TASK ITEM |
Search the data below, and report every line in which "Ordering" occurs.

TASK INPUTS |
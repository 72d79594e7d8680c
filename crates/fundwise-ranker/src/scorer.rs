//! Funder scoring.
//!
//! Turns cascade candidates into recommendations: how well each funder fits
//! the field, how likely the institution is to win an award, how large that
//! award is likely to be and when it would land.

use std::cmp::Ordering;

use fundwise_common::OpportunityField;
use fundwise_config::{ScoringConfig, TimingThresholds};
use serde::{Deserialize, Serialize};

use crate::cascade::{FunderCandidate, SourceTier};
use crate::normalise::{clamp01, log_share_of_max, share_of_max};

#[derive(Debug, Clone, PartialEq, Serialize, Deserialize)]
pub struct FunderRecommendation {
    pub funder_name: String,
    pub expected_award_amount: f64,
    pub award_timing_window: String,
    pub win_probability: f64,
    pub fit_score: f64,
    pub institution_presence_score: f64,
    pub source_tier: SourceTier,
}

/// Expected award timing from the field's forecast and growth.
pub fn timing_window(forecast: f64, growth_rate: f64, t: &TimingThresholds) -> &'static str {
    if forecast > t.fast_forecast || growth_rate > t.fast_growth {
        "6-12 months"
    } else if forecast > t.medium_forecast || growth_rate > t.medium_growth {
        "9-15 months"
    } else {
        "12-24 months"
    }
}

/// Win probability for one funder.
///
/// The composite is floored by a small prior that grows with institutional
/// presence and field opportunity.
pub fn win_probability(fit: f64, presence: f64, field: &OpportunityField, cfg: &ScoringConfig) -> f64 {
    let w = &cfg.win;
    let gap_penalty = clamp01(field.under_target_gap * cfg.gap_penalty_scale);
    let floor = clamp01(
        w.floor_base + w.floor_presence * presence + w.floor_opportunity * clamp01(field.opportunity_score),
    );
    let composite = clamp01(w.base + w.fit * fit + w.presence * presence - w.gap_penalty * gap_penalty);
    floor.max(composite)
}

/// `min(max(min_award, flow × share), max(min_cap, need × cap_share))`, rounded.
pub fn expected_award(flow: f64, remaining_need: f64, cfg: &ScoringConfig) -> f64 {
    let by_flow = (flow * cfg.award_flow_share).max(cfg.min_award);
    let cap = (remaining_need * cfg.need_cap_share).max(cfg.min_award_cap);
    by_flow.min(cap).round()
}

/// Score every candidate and return the best `surfaced_funders` by win
/// probability. Equal probabilities keep cascade order.
pub fn score_funders(
    candidates: &[FunderCandidate],
    field: &OpportunityField,
    remaining_need: f64,
    forecast: f64,
    cfg: &ScoringConfig,
) -> Vec<FunderRecommendation> {
    let max_flow = candidates.iter().map(|c| c.flow).fold(0.0_f64, f64::max);
    let max_presence = candidates
        .iter()
        .map(|c| c.institution_presence)
        .fold(1.0_f64, f64::max);
    let timing = timing_window(forecast, field.growth_rate, &cfg.timing);

    let mut scored: Vec<FunderRecommendation> = candidates
        .iter()
        .map(|c| {
            let fit = share_of_max(c.flow, max_flow);
            let presence = log_share_of_max(c.institution_presence, max_presence);
            FunderRecommendation {
                funder_name: c.name.clone(),
                expected_award_amount: expected_award(c.flow, remaining_need, cfg),
                award_timing_window: timing.to_string(),
                win_probability: win_probability(fit, presence, field, cfg),
                fit_score: fit,
                institution_presence_score: presence,
                source_tier: c.tier.source_tier(),
            }
        })
        .collect();

    scored.sort_by(|a, b| {
        b.win_probability
            .partial_cmp(&a.win_probability)
            .unwrap_or(Ordering::Equal)
    });
    scored.truncate(cfg.surfaced_funders);
    scored
}
/// Reference record schemas.
/// These are the Rust representations of the precomputed JSON artifacts the
/// engine reads. Field renames keep the artifact spelling on the wire; the
/// defaulting rules live in [`crate::lenient`].

use serde::{Deserialize, Serialize};

use crate::lenient;

// ---------------------------------------------------------------------------
// Opportunity scores (opportunity_scores_v1.json)
// ---------------------------------------------------------------------------

#[derive(Debug, Clone, Default, PartialEq, Serialize, Deserialize)]
pub struct OpportunityField {
    #[serde(rename = "FOR4_CODE", default, deserialize_with = "lenient::text")]
    pub code: String,
    #[serde(rename = "FOR4_NAME", default, deserialize_with = "lenient::text")]
    pub name: String,
    #[serde(rename = "opportunity_score_v1", default, deserialize_with = "lenient::number")]
    pub opportunity_score: f64,
    #[serde(default, deserialize_with = "lenient::number")]
    pub growth_rate: f64,
    /// External funding share minus the institution's own share.
    /// Positive means the institution under-invests in this field.
    #[serde(default, deserialize_with = "lenient::number")]
    pub under_target_gap: f64,
    /// Historical field funding total in USD.
    #[serde(rename = "AAU_total", default, deserialize_with = "lenient::number")]
    pub aau_total: f64,
}

// ---------------------------------------------------------------------------
// Forecast (forecast_v1.json)
// ---------------------------------------------------------------------------

#[derive(Debug, Clone, Default, PartialEq, Serialize, Deserialize)]
pub struct ForecastRow {
    #[serde(rename = "FOR4_CODE", default, deserialize_with = "lenient::text")]
    pub field_code: String,
    #[serde(rename = "FOR4_NAME", default, deserialize_with = "lenient::text")]
    pub field_name: String,
    #[serde(default, deserialize_with = "lenient::year")]
    pub year: i32,
    #[serde(default, deserialize_with = "lenient::number")]
    pub aau_forecast: f64,
    #[serde(default, deserialize_with = "lenient::optional_number")]
    pub aau_forecast_low: Option<f64>,
    #[serde(default, deserialize_with = "lenient::optional_number")]
    pub aau_forecast_high: Option<f64>,
}

// ---------------------------------------------------------------------------
// Funding flows (sankey.json)
// ---------------------------------------------------------------------------

/// One funder → field edge.
#[derive(Debug, Clone, Default, PartialEq, Serialize, Deserialize)]
pub struct FundingFlow {
    #[serde(rename = "source", default, deserialize_with = "lenient::text")]
    pub funder_name: String,
    /// Display name of the receiving field, if the artifact carries one.
    #[serde(rename = "target", default, deserialize_with = "lenient::text")]
    pub field_name: String,
    #[serde(rename = "FOR4_CODE", default, deserialize_with = "lenient::text")]
    pub field_code: String,
    #[serde(default, deserialize_with = "lenient::number")]
    pub value: f64,
    /// The institution's own historical funding in this field.
    #[serde(
        rename = "cmu_field_total",
        alias = "institution_field_total",
        default,
        deserialize_with = "lenient::number"
    )]
    pub institution_field_total: f64,
}

impl FundingFlow {
    pub const UNKNOWN_FUNDER: &'static str = "Unknown funder";

    /// Funder display name, substituting a placeholder for blank sources.
    pub fn funder_label(&self) -> &str {
        if self.funder_name.is_empty() {
            Self::UNKNOWN_FUNDER
        } else {
            &self.funder_name
        }
    }
}

// ---------------------------------------------------------------------------
// Similarity neighbours (similarity_neighbors_v1.json)
// ---------------------------------------------------------------------------

#[derive(Debug, Clone, Default, PartialEq, Serialize, Deserialize)]
pub struct SimilarityNeighbor {
    /// `field-<code>` id of the source field.
    #[serde(rename = "grant_id", default, deserialize_with = "lenient::text")]
    pub field_id: String,
    #[serde(rename = "neighbor_grant_id", default, deserialize_with = "lenient::text")]
    pub neighbor_field_id: String,
    #[serde(rename = "neighbor_for4_name", default, deserialize_with = "lenient::optional_text")]
    pub neighbor_field_name: Option<String>,
    #[serde(default, deserialize_with = "lenient::number")]
    pub similarity: f64,
}

// ---------------------------------------------------------------------------
// Similarity map nodes (similarity_map_v1.json)
// ---------------------------------------------------------------------------

/// A field positioned in the precomputed 2-D embedding.
#[derive(Debug, Clone, Default, PartialEq, Serialize, Deserialize)]
pub struct SimilarityNode {
    #[serde(default, deserialize_with = "lenient::text")]
    pub grant_id: String,
    #[serde(rename = "for4_code", default, deserialize_with = "lenient::text")]
    pub field_code: String,
    #[serde(rename = "for4_name", default, deserialize_with = "lenient::text")]
    pub field_name: String,
    #[serde(default, deserialize_with = "lenient::number")]
    pub funding: f64,
    #[serde(default, deserialize_with = "lenient::number")]
    pub x_coord: f64,
    #[serde(default, deserialize_with = "lenient::number")]
    pub y_coord: f64,
}

// ---------------------------------------------------------------------------
// Taxonomy (for_taxonomy_v1.json)
// ---------------------------------------------------------------------------

/// Maps a four-digit field to its two-digit parent category.
#[derive(Debug, Clone, Default, PartialEq, Serialize, Deserialize)]
pub struct TaxonomyRecord {
    #[serde(rename = "for4_code", default, deserialize_with = "lenient::text")]
    pub field_code: String,
    #[serde(rename = "for4_name", default, deserialize_with = "lenient::text")]
    pub field_name: String,
    #[serde(rename = "for2_code", default, deserialize_with = "lenient::text")]
    pub parent_category_code: String,
    #[serde(rename = "for2_name", default, deserialize_with = "lenient::text")]
    pub parent_category_name: String,
    #[serde(default, deserialize_with = "lenient::number")]
    pub support_pairs: f64,
    #[serde(rename = "for4_total_pairs", default, deserialize_with = "lenient::number")]
    pub total_pairs: f64,
    /// Share of shared grants supporting this mapping.
    #[serde(default, deserialize_with = "lenient::number")]
    pub confidence: f64,
}

#[derive(Debug, Clone, Default, PartialEq, Serialize, Deserialize)]
pub struct TaxonomyArtifact {
    #[serde(default)]
    pub version: String,
    #[serde(default)]
    pub records: Vec<TaxonomyRecord>,
}

// ---------------------------------------------------------------------------
// Bundle
// ---------------------------------------------------------------------------

/// All reference record sets for one invocation, before indexing.
#[derive(Debug, Clone, Default, PartialEq, Serialize, Deserialize)]
pub struct ReferenceRecords {
    #[serde(default)]
    pub opportunity: Vec<OpportunityField>,
    #[serde(default)]
    pub forecast: Vec<ForecastRow>,
    #[serde(default)]
    pub flows: Vec<FundingFlow>,
    #[serde(default)]
    pub neighbors: Vec<SimilarityNeighbor>,
    #[serde(default)]
    pub taxonomy: Vec<TaxonomyRecord>,
    #[serde(default)]
    pub similarity_map: Vec<SimilarityNode>,
}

SOLUTION |
use std::cmp::Ordering;
            .unwrap_or(Ordering::Equal)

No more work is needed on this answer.